Les faits : Alexéï Navalny a été assassiné le vendredi 16 février 2024 par le régime de Poutine. Assassiné. Le communiqué officiel de l’administration pénitentiaire russe explique qu’il s’est senti mal pendant une promenade et serait décédé d’une thrombose. La phrase comporte deux mensonges flagrants :
1. Navalny était au cachot (il en était sorti le 11 février dernier, et y avait été replacé le 14). Le cachot se caractérise par le fait que les promenades sont interdites (mais il n’avait droit à aucune communication, il n’avait pas de linge de lit (avec des températures polaires dehors), dormait, ou essayait de dormir sur une planche.

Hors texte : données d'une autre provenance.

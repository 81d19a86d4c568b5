//! Fixed-capacity, priority-partitioned ring buffer of CAN frames.
//!
//! `N` slots are split into `P` independent lanes, one per priority class.
//! Each lane is a FIFO ring; [`PriorityRingBuffer::read_highest`] always
//! serves the lowest-numbered non-empty lane, mirroring CAN arbitration.
//! Storage is a flat array allocated inline: nothing is allocated after
//! construction, so every method is usable from interrupt context.
use crate::protocol::transport::can_frame::CanFrame;

/// What a full lane does with a new entry.
#[derive(Clone, Copy, Debug, Default, PartialEq, Eq)]
#[cfg_attr(feature = "defmt", derive(defmt::Format))]
pub enum OverflowPolicy {
    /// Recycle the oldest slot of the lane and flag the new entry as `overrun`.
    #[default]
    Overwrite,
    /// Refuse the new entry; `write_slot` returns `None`.
    Reject,
}

/// Bookkeeping for one lane: a window `[start, start + cap)` of the slot array.
#[derive(Clone, Copy, Debug)]
struct Lane {
    start: usize,
    cap: usize,
    head: usize,
    len: usize,
}

impl Lane {
    const EMPTY: Self = Self {
        start: 0,
        cap: 0,
        head: 0,
        len: 0,
    };

    #[inline]
    fn slot(&self, offset: usize) -> usize {
        self.start + (self.head + offset) % self.cap
    }
}

/// Multi-lane FIFO with strict-priority dequeue.
#[derive(Debug)]
pub struct PriorityRingBuffer<const N: usize, const P: usize> {
    slots: [CanFrame; N],
    lanes: [Lane; P],
    policy: OverflowPolicy,
    overruns: u32,
}

impl<const N: usize, const P: usize> Default for PriorityRingBuffer<N, P> {
    fn default() -> Self {
        Self::new(OverflowPolicy::Overwrite)
    }
}

impl<const N: usize, const P: usize> PriorityRingBuffer<N, P> {
    const ASSERT_LAYOUT: () = assert!(
        P > 0 && P <= 8 && N >= P,
        "priority ring needs 1..=8 lanes and at least one slot per lane"
    );

    /// Create an empty buffer. Sizing is final: there is no resize.
    ///
    /// The layout is checked at compile time. More than eight lanes is
    /// refused:
    ///
    /// ```compile_fail
    /// use korri_can_sched::infra::ring::{OverflowPolicy, PriorityRingBuffer};
    /// static RING: PriorityRingBuffer<16, 9> = PriorityRingBuffer::new(OverflowPolicy::Overwrite);
    /// ```
    ///
    /// So is a lane without a slot:
    ///
    /// ```compile_fail
    /// use korri_can_sched::infra::ring::{OverflowPolicy, PriorityRingBuffer};
    /// static RING: PriorityRingBuffer<4, 7> = PriorityRingBuffer::new(OverflowPolicy::Overwrite);
    /// ```
    ///
    /// And zero lanes:
    ///
    /// ```compile_fail
    /// use korri_can_sched::infra::ring::{OverflowPolicy, PriorityRingBuffer};
    /// static RING: PriorityRingBuffer<4, 0> = PriorityRingBuffer::new(OverflowPolicy::Overwrite);
    /// ```
    ///
    /// The smallest and largest lane counts build:
    ///
    /// ```
    /// use korri_can_sched::infra::ring::{OverflowPolicy, PriorityRingBuffer};
    /// static ONE: PriorityRingBuffer<1, 1> = PriorityRingBuffer::new(OverflowPolicy::Overwrite);
    /// static EIGHT: PriorityRingBuffer<8, 8> = PriorityRingBuffer::new(OverflowPolicy::Reject);
    /// assert_eq!(ONE.capacity(), 1);
    /// assert_eq!(EIGHT.lanes(), 8);
    /// ```
    pub const fn new(policy: OverflowPolicy) -> Self {
        #[allow(clippy::let_unit_value)]
        let () = Self::ASSERT_LAYOUT;

        let mut lanes = [Lane::EMPTY; P];
        let base = N / P;
        let extra = N % P;
        let mut start = 0;
        let mut i = 0;
        while i < P {
            let cap = if i < extra { base + 1 } else { base };
            lanes[i] = Lane {
                start,
                cap,
                head: 0,
                len: 0,
            };
            start += cap;
            i += 1;
        }

        Self {
            slots: [CanFrame::EMPTY; N],
            lanes,
            policy,
            overruns: 0,
        }
    }

    /// Total number of frame slots.
    #[inline]
    pub const fn capacity(&self) -> usize {
        N
    }

    /// Number of lanes.
    #[inline]
    pub const fn lanes(&self) -> usize {
        P
    }

    #[inline]
    pub fn policy(&self) -> OverflowPolicy {
        self.policy
    }

    /// Lane serving a priority class. Classes past the last lane share it.
    #[inline]
    pub fn lane_of(priority: u8) -> usize {
        (priority as usize).min(P - 1)
    }

    /// Number of slots owned by `lane`.
    pub fn lane_capacity(&self, lane: u8) -> usize {
        self.lanes[Self::lane_of(lane)].cap
    }

    /// Pending entries in `lane`.
    pub fn lane_len(&self, lane: u8) -> usize {
        self.lanes[Self::lane_of(lane)].len
    }

    /// `true` iff `lane` holds no pending entry.
    pub fn is_lane_empty(&self, lane: u8) -> bool {
        self.lane_len(lane) == 0
    }

    /// Pending entries over all lanes. Never exceeds `N`.
    pub fn len(&self) -> usize {
        self.lanes.iter().map(|lane| lane.len).sum()
    }

    pub fn is_empty(&self) -> bool {
        self.lanes.iter().all(|lane| lane.len == 0)
    }

    /// Entries overwritten before anyone read them, since creation.
    #[inline]
    pub fn overruns(&self) -> u32 {
        self.overruns
    }

    //==================================================================================WRITE
    /// Reserve and commit the next slot of `lane`, returning it for the caller
    /// to fill.
    ///
    /// The slot comes back zeroed. When the lane is full the oldest entry is
    /// recycled and the returned slot carries `flags.overrun`, unless the
    /// policy is [`OverflowPolicy::Reject`], in which case nothing changes and
    /// `None` is returned.
    ///
    /// Fields are stored as written. Readers get the entry normalized (29-bit
    /// id, `len` at most 8); [`Self::front`] shows it as stored.
    pub fn write_slot(&mut self, lane: u8) -> Option<&mut CanFrame> {
        let lane_idx = Self::lane_of(lane);
        let entry = &mut self.lanes[lane_idx];

        let mut overrun = false;
        if entry.len == entry.cap {
            match self.policy {
                OverflowPolicy::Reject => return None,
                OverflowPolicy::Overwrite => {
                    entry.head = (entry.head + 1) % entry.cap;
                    entry.len -= 1;
                    overrun = true;
                }
            }
        }

        let pos = entry.slot(entry.len);
        entry.len += 1;

        if overrun {
            self.overruns = self.overruns.wrapping_add(1);
            #[cfg(feature = "defmt")]
            defmt::warn!("lane {} full, oldest frame overwritten", lane_idx);
        }

        let slot = &mut self.slots[pos];
        *slot = CanFrame::EMPTY;
        slot.flags.overrun = overrun;
        Some(slot)
    }

    /// Copy `frame` into `lane`. `len` is clamped to 8 and the overrun marker
    /// reflects this buffer's history, not the caller's value.
    ///
    /// Returns `false` only under [`OverflowPolicy::Reject`] with a full lane.
    pub fn push(&mut self, lane: u8, frame: &CanFrame) -> bool {
        match self.write_slot(lane) {
            Some(slot) => {
                let overrun = slot.flags.overrun;
                *slot = frame.normalized();
                slot.flags.overrun = overrun;
                true
            }
            None => false,
        }
    }

    //==================================================================================READ
    /// Remove the oldest entry of `lane` and return it normalized, `None` if
    /// the lane is empty.
    pub fn read_slot(&mut self, lane: u8) -> Option<&CanFrame> {
        let entry = &mut self.lanes[Self::lane_of(lane)];
        if entry.len == 0 {
            return None;
        }
        let pos = entry.slot(0);
        entry.head = (entry.head + 1) % entry.cap;
        entry.len -= 1;

        let slot = &mut self.slots[pos];
        let overrun = slot.flags.overrun;
        *slot = slot.normalized();
        slot.flags.overrun = overrun;
        Some(&*slot)
    }

    /// Strict-priority dequeue: oldest entry of the first non-empty lane,
    /// scanning from lane 0. `None` (and no state change) when all lanes are
    /// empty.
    pub fn read_highest(&mut self) -> Option<&CanFrame> {
        let lane = self.highest_lane()?;
        self.read_slot(lane)
    }

    /// Entry `read_highest` would return, left in place.
    pub fn front(&self) -> Option<&CanFrame> {
        let lane = self.highest_lane()?;
        let entry = &self.lanes[lane as usize];
        Some(&self.slots[entry.slot(0)])
    }

    /// Lowest-numbered lane with pending entries.
    pub fn highest_lane(&self) -> Option<u8> {
        self.lanes
            .iter()
            .position(|lane| lane.len > 0)
            .map(|idx| idx as u8)
    }

    /// Drop every pending entry. Slot layout is kept.
    pub fn clear(&mut self) {
        for lane in self.lanes.iter_mut() {
            lane.head = 0;
            lane.len = 0;
        }
    }
}
//! `korri-can-sched` library: the priority-aware buffering layer between an
//! interrupt-driven CAN controller (a few transmit mailboxes, one receive
//! FIFO) and NMEA 2000 protocol code, in a `no_std` environment. The crate
//! exposes the buffering primitives, the CAN transport types and traits, and
//! the driver core built from them.
#![no_std]
//==================================================================================
/// Domain and edge errors (controller open, registry wiring, async sends).
pub mod error;
/// Fixed-capacity, priority-partitioned frame buffers.
pub mod infra;
/// CAN transport: frames, identifiers, and the adapter / bus traits.
pub mod protocol;
/// Transmit scheduler, receive buffer, composed and shared drivers, and the
/// interrupt registry.
pub mod driver;
//==================================================================================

Donc, il n’a pas pu se sentir mal pendant une promenade, parce que, de promenade, il n’y en avait pas.
2. Pour savoir que tu es mort d’une thrombose, il faut faire une autopsie. Et il n’y a pas eu aucune autopsie, – du moins au moment où j’écris. Donc, l’explication de sa mort est de l’ordre de celles qui étaient données sous le régime de Staline, – elle est donnée pour montrer qu’elle n’existe pas, et que l’assassin se fiche de la vérité : il a tué, – un point, c’est tout.
Cela, c’est simplement clair et net, indiscutable.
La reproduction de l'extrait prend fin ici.